Stored records
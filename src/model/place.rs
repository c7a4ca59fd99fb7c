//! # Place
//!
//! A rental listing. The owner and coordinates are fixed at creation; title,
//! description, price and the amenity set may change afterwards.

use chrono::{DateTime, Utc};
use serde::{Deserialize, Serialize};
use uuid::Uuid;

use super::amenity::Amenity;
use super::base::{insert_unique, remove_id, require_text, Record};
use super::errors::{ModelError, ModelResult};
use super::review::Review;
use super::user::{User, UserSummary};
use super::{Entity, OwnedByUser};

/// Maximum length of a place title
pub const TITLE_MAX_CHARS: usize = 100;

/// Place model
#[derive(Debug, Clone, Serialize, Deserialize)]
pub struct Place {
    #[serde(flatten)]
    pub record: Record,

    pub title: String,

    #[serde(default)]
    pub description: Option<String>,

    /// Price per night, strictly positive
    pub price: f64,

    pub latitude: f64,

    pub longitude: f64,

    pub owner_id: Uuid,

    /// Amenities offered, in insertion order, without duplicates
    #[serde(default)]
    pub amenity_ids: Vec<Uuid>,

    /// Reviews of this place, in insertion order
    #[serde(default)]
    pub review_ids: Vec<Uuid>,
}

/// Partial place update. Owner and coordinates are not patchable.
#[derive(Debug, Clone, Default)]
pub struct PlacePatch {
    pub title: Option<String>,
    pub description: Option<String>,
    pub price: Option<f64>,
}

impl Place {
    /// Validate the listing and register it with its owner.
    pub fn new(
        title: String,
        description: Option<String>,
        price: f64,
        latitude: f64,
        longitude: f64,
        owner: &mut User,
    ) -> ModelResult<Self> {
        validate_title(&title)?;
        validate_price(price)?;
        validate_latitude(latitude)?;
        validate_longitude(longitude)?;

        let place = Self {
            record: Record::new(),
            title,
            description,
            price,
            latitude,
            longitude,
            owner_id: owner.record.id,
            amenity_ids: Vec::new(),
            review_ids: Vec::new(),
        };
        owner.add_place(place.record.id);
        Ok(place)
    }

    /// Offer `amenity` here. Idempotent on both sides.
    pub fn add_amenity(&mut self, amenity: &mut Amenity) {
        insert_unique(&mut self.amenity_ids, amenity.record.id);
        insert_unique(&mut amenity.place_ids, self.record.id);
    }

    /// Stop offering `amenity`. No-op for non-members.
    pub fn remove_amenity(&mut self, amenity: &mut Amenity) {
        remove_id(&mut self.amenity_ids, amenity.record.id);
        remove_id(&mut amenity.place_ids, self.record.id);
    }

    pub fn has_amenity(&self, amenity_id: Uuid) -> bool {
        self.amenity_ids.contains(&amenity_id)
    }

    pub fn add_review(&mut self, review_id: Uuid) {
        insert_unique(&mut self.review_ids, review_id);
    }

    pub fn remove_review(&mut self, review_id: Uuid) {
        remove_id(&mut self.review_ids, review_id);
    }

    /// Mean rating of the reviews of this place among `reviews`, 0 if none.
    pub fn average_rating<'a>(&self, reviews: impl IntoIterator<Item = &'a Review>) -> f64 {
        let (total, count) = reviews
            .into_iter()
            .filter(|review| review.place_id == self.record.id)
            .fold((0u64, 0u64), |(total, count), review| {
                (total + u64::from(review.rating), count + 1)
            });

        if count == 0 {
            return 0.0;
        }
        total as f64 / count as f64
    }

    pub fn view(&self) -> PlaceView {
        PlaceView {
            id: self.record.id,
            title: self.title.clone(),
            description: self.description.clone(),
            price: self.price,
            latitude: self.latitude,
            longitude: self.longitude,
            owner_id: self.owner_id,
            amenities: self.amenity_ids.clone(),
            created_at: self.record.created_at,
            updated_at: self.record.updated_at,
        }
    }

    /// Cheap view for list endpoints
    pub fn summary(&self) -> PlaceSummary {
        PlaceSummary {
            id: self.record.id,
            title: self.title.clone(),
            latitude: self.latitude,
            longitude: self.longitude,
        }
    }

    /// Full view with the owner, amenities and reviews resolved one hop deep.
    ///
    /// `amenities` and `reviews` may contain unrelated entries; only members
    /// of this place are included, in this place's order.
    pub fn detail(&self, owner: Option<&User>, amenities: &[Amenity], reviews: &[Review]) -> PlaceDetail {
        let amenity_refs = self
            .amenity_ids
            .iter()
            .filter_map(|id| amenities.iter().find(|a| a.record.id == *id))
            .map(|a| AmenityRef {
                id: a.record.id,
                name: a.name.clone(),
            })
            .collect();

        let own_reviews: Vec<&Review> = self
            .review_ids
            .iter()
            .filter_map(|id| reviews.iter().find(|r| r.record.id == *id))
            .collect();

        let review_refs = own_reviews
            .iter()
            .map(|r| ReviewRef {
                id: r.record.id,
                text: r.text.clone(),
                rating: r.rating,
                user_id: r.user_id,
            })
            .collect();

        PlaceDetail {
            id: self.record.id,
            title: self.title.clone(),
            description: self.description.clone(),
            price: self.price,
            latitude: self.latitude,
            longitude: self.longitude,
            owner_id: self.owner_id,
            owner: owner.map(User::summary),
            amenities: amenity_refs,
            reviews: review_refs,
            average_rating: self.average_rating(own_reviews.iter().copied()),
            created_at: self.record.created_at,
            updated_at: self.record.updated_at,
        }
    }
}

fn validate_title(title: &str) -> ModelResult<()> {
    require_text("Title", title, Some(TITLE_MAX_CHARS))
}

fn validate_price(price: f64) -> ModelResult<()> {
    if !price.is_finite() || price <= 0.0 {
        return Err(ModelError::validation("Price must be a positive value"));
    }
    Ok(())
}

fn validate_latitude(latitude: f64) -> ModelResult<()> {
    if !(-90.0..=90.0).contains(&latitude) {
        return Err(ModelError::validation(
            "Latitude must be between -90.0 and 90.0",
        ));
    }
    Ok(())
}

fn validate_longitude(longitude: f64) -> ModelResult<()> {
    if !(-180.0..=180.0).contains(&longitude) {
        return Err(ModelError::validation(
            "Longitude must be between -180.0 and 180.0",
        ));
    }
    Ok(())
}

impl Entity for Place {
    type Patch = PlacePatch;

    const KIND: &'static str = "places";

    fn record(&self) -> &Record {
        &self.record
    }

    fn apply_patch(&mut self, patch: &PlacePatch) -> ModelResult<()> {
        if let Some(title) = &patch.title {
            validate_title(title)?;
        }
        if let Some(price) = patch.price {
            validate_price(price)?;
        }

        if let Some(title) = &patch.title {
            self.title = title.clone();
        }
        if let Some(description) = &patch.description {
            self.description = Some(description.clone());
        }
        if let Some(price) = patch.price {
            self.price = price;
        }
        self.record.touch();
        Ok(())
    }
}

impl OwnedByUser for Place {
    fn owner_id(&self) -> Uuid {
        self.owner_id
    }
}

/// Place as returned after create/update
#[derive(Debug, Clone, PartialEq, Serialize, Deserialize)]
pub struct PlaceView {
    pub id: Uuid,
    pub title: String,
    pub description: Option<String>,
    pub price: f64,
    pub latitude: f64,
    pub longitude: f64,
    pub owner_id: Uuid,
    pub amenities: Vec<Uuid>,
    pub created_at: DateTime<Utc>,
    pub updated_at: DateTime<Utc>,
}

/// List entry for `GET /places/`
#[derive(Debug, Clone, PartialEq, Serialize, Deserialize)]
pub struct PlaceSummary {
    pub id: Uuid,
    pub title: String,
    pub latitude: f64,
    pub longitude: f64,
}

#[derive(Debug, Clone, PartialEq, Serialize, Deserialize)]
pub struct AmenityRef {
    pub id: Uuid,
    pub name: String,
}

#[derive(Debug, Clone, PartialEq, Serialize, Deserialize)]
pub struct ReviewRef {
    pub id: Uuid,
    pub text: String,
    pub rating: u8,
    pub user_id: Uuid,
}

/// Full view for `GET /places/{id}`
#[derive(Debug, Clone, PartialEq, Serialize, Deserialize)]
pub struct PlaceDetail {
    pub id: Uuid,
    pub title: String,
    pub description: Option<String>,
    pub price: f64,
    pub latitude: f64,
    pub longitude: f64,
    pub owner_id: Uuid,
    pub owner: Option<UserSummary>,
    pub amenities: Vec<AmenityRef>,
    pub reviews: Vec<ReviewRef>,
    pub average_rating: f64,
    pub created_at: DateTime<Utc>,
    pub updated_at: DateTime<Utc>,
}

* _Work request_
Reproduce precisely, and with no line left out, each line from the top of the entries through the line that carries "use super::amenity::Amenity;".

* _Response for this exercise_
filename src/model/place.rs
repository c7a4ca59fd99fb7c
//! # Place
//!
//! A rental listing. The owner and coordinates are fixed at creation; title,
//! description, price and the amenity set may change afterwards.

use chrono::{DateTime, Utc};
use serde::{Deserialize, Serialize};
use uuid::Uuid;

use super::amenity::Amenity;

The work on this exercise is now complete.